Infrared's explosive growth and high APY are inseparable from the "gold-attracting effect" of the bear chain mainnet dividend period. Berachain's governance token BGT is "soul-bound" and cannot be bought and sold, only earned by providing liquidity. Infrared is like the ticket office of the bear chain, where you can deposit liquidity (such as BEX's LP tokens) into the treasury and exchange it for iBGT, and also earn $BGT rewards. In addition, Infrared collaborates with multiple DeFi protocols within the ecosystem, ensuring the liquidity and nesting returns of iBGT across the entire ecosystem.

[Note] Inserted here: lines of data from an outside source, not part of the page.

// ---------------------------------------------------------------------------
// On-disk snapshot format
// ---------------------------------------------------------------------------
//
// A snapshot is a directory containing `index.gz`: gzipped JSON
//
//   { "version": 1, "model": "<embedding model>", "dimension": N,
//     "entries": { "<id>": "<base64 binary entry>", ... } }
//
// Each binary entry:
//   [4B text-len BE][text UTF-8]
//   [4B emb-b64-len BE][embedding base64 of f32 LE]
//   [4B meta-json-len BE][metadata JSON UTF-8]
//
// The `model` field pins the embedding model the vectors were produced
// with; an index built with one model is invalid input for another.
// Corrupt or truncated data is an error, never silently skipped.
// ---------------------------------------------------------------------------

use std::collections::HashMap;
use std::io::{Read, Write};
use std::path::Path;

use base64::engine::general_purpose::STANDARD;
use base64::Engine;
use flate2::read::GzDecoder;
use flate2::write::GzEncoder;
use flate2::Compression;
use serde::{Deserialize, Serialize};

use crate::error::IndexError;
use crate::types::CaseVector;

pub const INDEX_FILE: &str = "index.gz";
pub const FORMAT_VERSION: u32 = 1;

/// Everything restored from a snapshot directory.
#[derive(Debug)]
pub struct Snapshot {
	pub model: String,
	pub dimension: usize,
	pub vectors: Vec<CaseVector>,
}

#[derive(Debug, Serialize, Deserialize)]
struct IndexFile {
	version: u32,
	model: String,
	dimension: usize,
	/// Each value is a base64-encoded binary entry.
	entries: HashMap<String, String>,
}

// ---------------------------------------------------------------------------
// Embedding codec — base64 of f32 little-endian bytes
// ---------------------------------------------------------------------------

pub fn encode_embedding(embedding: &[f32]) -> String {
	let bytes: Vec<u8> = embedding.iter().flat_map(|f| f.to_le_bytes()).collect();
	STANDARD.encode(&bytes)
}

pub fn decode_embedding(encoded: &str) -> Result<Vec<f32>, IndexError> {
	let bytes = STANDARD
		.decode(encoded)
		.map_err(|e| IndexError::Corruption(format!("invalid embedding base64: {}", e)))?;
	if bytes.len() % 4 != 0 {
		return Err(IndexError::Corruption(
			"embedding byte length is not a multiple of 4".into(),
		));
	}
	Ok(bytes
		.chunks_exact(4)
		.map(|c| f32::from_le_bytes([c[0], c[1], c[2], c[3]]))
		.collect())
}

// ---------------------------------------------------------------------------
// Per-entry binary codec
// ---------------------------------------------------------------------------

fn push_field(buf: &mut Vec<u8>, field: &[u8]) {
	buf.extend_from_slice(&(field.len() as u32).to_be_bytes());
	buf.extend_from_slice(field);
}

fn take_field<'a>(data: &'a [u8], offset: &mut usize, what: &str) -> Result<&'a [u8], IndexError> {
	let header_end = *offset + 4;
	if header_end > data.len() {
		return Err(IndexError::Corruption(format!("truncated {} length", what)));
	}
	let len = u32::from_be_bytes([
		data[*offset],
		data[*offset + 1],
		data[*offset + 2],
		data[*offset + 3],
	]) as usize;
	let end = header_end + len;
	if end > data.len() {
		return Err(IndexError::Corruption(format!("truncated {} data", what)));
	}
	*offset = end;
	Ok(&data[header_end..end])
}

fn field_str<'a>(raw: &'a [u8], what: &str) -> Result<&'a str, IndexError> {
	std::str::from_utf8(raw)
		.map_err(|e| IndexError::Corruption(format!("invalid UTF-8 in {}: {}", what, e)))
}

pub fn serialize_entry(vector: &CaseVector) -> Result<Vec<u8>, IndexError> {
	let emb_b64 = encode_embedding(&vector.embedding);
	let meta_json = serde_json::to_string(&vector.metadata)
		.map_err(|e| IndexError::Serialization(format!("metadata encode: {}", e)))?;

	let mut buf = Vec::with_capacity(12 + vector.text.len() + emb_b64.len() + meta_json.len());
	push_field(&mut buf, vector.text.as_bytes());
	push_field(&mut buf, emb_b64.as_bytes());
	push_field(&mut buf, meta_json.as_bytes());
	Ok(buf)
}

pub fn deserialize_entry(id: &str, data: &[u8]) -> Result<CaseVector, IndexError> {
	let mut offset = 0;

	let text = field_str(take_field(data, &mut offset, "text")?, "text")?.to_string();
	let embedding = decode_embedding(field_str(
		take_field(data, &mut offset, "embedding")?,
		"embedding",
	)?)?;
	let meta_json = field_str(take_field(data, &mut offset, "metadata")?, "metadata")?;
	let metadata: HashMap<String, String> = serde_json::from_str(meta_json)
		.map_err(|e| IndexError::Corruption(format!("invalid metadata JSON: {}", e)))?;

	Ok(CaseVector {
		id: id.to_string(),
		text,
		embedding,
		metadata,
	})
}

// ---------------------------------------------------------------------------
// Directory I/O
// ---------------------------------------------------------------------------

/// Write a snapshot of all vectors into `dir/index.gz`, creating the
/// directory if needed.
pub fn save_snapshot(
	dir: &Path,
	model: &str,
	dimension: usize,
	vectors: &[CaseVector],
) -> Result<(), IndexError> {
	std::fs::create_dir_all(dir)?;

	let mut entries = HashMap::with_capacity(vectors.len());
	for vector in vectors {
		entries.insert(vector.id.clone(), STANDARD.encode(serialize_entry(vector)?));
	}

	let file = IndexFile {
		version: FORMAT_VERSION,
		model: model.to_string(),
		dimension,
		entries,
	};
	let json = serde_json::to_vec(&file)
		.map_err(|e| IndexError::Serialization(format!("index encode: {}", e)))?;

	let mut encoder = GzEncoder::new(Vec::new(), Compression::default());
	encoder.write_all(&json)?;
	let compressed = encoder.finish()?;

	std::fs::write(dir.join(INDEX_FILE), compressed)?;
	tracing::debug!(count = vectors.len(), dir = %dir.display(), "Snapshot written");
	Ok(())
}

/// Load a snapshot from `dir`, if one exists. `Ok(None)` means the
/// directory has no index file — the caller starts empty.
pub fn load_snapshot(dir: &Path) -> Result<Option<Snapshot>, IndexError> {
	let path = dir.join(INDEX_FILE);
	if !path.exists() {
		return Ok(None);
	}

	let raw = std::fs::read(&path)?;
	let mut decoder = GzDecoder::new(raw.as_slice());
	let mut json = Vec::new();
	decoder
		.read_to_end(&mut json)
		.map_err(|e| IndexError::Corruption(format!("gzip decode: {}", e)))?;

	let file: IndexFile = serde_json::from_slice(&json)
		.map_err(|e| IndexError::Corruption(format!("invalid index JSON: {}", e)))?;
	if file.version != FORMAT_VERSION {
		return Err(IndexError::UnsupportedVersion(file.version));
	}

	let mut vectors = Vec::with_capacity(file.entries.len());
	for (id, b64) in &file.entries {
		let binary = STANDARD.decode(b64).map_err(|e| {
			IndexError::Corruption(format!("invalid base64 for entry '{}': {}", id, e))
		})?;
		vectors.push(deserialize_entry(id, &binary)?);
	}

	Ok(Some(Snapshot {
		model: file.model,
		dimension: file.dimension,
		vectors,
	}))
}

#[cfg(test)]
mod tests {
	use super::*;

	fn vector(id: &str, text: &str, embedding: &[f32]) -> CaseVector {
		let mut metadata = HashMap::new();
		metadata.insert("model_type".to_string(), "X300-Pro".to_string());
		CaseVector {
			id: id.to_string(),
			text: text.to_string(),
			embedding: embedding.to_vec(),
			metadata,
		}
	}

	#[test]
	fn embedding_codec_roundtrip() {
		let original = vec![1.0f32, -0.5, 0.0, 3.14159, -1e10, 1e-10];
		let decoded = decode_embedding(&encode_embedding(&original)).unwrap();
		assert_eq!(original.len(), decoded.len());
		for (a, b) in original.iter().zip(decoded.iter()) {
			assert!((a - b).abs() < 1e-6);
		}
	}

	#[test]
	fn embedding_codec_rejects_misaligned_bytes() {
		let b64 = STANDARD.encode([1u8, 2, 3]);
		assert!(matches!(
			decode_embedding(&b64),
			Err(IndexError::Corruption(_))
		));
	}

	#[test]
	fn entry_roundtrip() {
		let v = vector("case-1", "boot loop after update", &[0.1, 0.2, 0.3]);
		let decoded = deserialize_entry("case-1", &serialize_entry(&v).unwrap()).unwrap();
		assert_eq!(decoded.id, "case-1");
		assert_eq!(decoded.text, "boot loop after update");
		assert_eq!(decoded.metadata.get("model_type").unwrap(), "X300-Pro");
		assert_eq!(decoded.embedding.len(), 3);
	}

	#[test]
	fn truncated_entry_is_corruption() {
		let v = vector("case-1", "text", &[0.5]);
		let bytes = serialize_entry(&v).unwrap();
		let err = deserialize_entry("case-1", &bytes[..bytes.len() - 3]).unwrap_err();
		assert!(matches!(err, IndexError::Corruption(_)));
	}

	#[test]
	fn snapshot_roundtrip() {
		let dir = tempfile::tempdir().unwrap();
		let vectors = vec![
			vector("a", "first case", &[1.0, 0.0]),
			vector("b", "second case", &[0.0, 1.0]),
		];
		save_snapshot(dir.path(), "nomic-embed-text", 2, &vectors).unwrap();

		let snapshot = load_snapshot(dir.path()).unwrap().unwrap();
		assert_eq!(snapshot.model, "nomic-embed-text");
		assert_eq!(snapshot.dimension, 2);
		assert_eq!(snapshot.vectors.len(), 2);
		let mut ids: Vec<&str> = snapshot.vectors.iter().map(|v| v.id.as_str()).collect();
		ids.sort();
		assert_eq!(ids, vec!["a", "b"]);
	}

	#[test]
	fn missing_snapshot_is_none() {
		let dir = tempfile::tempdir().unwrap();
		assert!(load_snapshot(dir.path()).unwrap().is_none());
	}

	#[test]
	fn garbage_file_is_corruption() {
		let dir = tempfile::tempdir().unwrap();
		std::fs::write(dir.path().join(INDEX_FILE), b"not a gzip stream").unwrap();
		assert!(matches!(
			load_snapshot(dir.path()),
			Err(IndexError::Corruption(_))
		));
	}

	#[test]
	fn future_version_is_rejected() {
		let dir = tempfile::tempdir().unwrap();
		let json = serde_json::json!({
			"version": 99,
			"model": "m",
			"dimension": 2,
			"entries": {},
		});
		let mut encoder = GzEncoder::new(Vec::new(), Compression::default());
		encoder.write_all(json.to_string().as_bytes()).unwrap();
		std::fs::write(dir.path().join(INDEX_FILE), encoder.finish().unwrap()).unwrap();
		assert!(matches!(
			load_snapshot(dir.path()),
			Err(IndexError::UnsupportedVersion(99))
		));
	}
}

In addition, Infrared is a Build-a-Bera incubation project supported by the Berachain Foundation, and received investment from YZi Labs (Binance Labs) last June.

Currently, Infrared is still growing through official airdrops, validator dividends, and leveraged gameplay. However, all high-APY projects carry risks, and Infrared's users face the same high risks of interest dilution, impermanent loss, and price volatility as Shadow.

Yei Finance: The "Stablecoin Mining Powerhouse" of the Sei Ecosystem

Although the APY is not particularly high compared to the previous protocols, Yei Finance's conservative investment still attracts a number of conservative investors to mine.

Yei is the leading lending protocol in the Sei ecosystem, focusing on USDC mining and offering WSEI (wrapped SEI) rewards. It is positioned as Sei's "yield aggregator". Recently, Yei has also launched the SolvBTC pool, providing bitcoin yield opportunities, which is relatively rare in DeFi.

The APY of the USDC pool on Yei exceeds 20% (of which about 5.7% is stablecoin yield and 14.9% is WSEI), which is the largest pool on the platform currently. The "stable + high yield" attracts a large number of conservative investors.

In December last year, Yei Finance completed a $2 million seed round, led by Manifold, with participation from DWF Ventures, Kronos Research, Outlier Ventures, Side Door Ventures, and WOO.

Sonex: The DeFi Hub on the Soneium Chain

Soneium, the Ethereum Layer-2 blockchain developed by Sony's Sony Block Solutions Labs and Startale, is built on Optimism's OP Stack. According to L2Beat data, Soneium's TVS (Total Value Secured) has exceeded $70 million (with SolvBTC assets double-counted).

Similar to the bear chain, as an early-launched ecosystem, Soneium has a rich set of incentives and subsidies for its ecosystem. For example, Soneium launched the Soneium OG Badge in early February, where users can receive a soul-bound badge by completing 45 transactions on Soneium (why 45? Because Soneium was launched on January 14, and the activity will end at 12:00 noon Beijing time on February 27, which is exactly 45 days).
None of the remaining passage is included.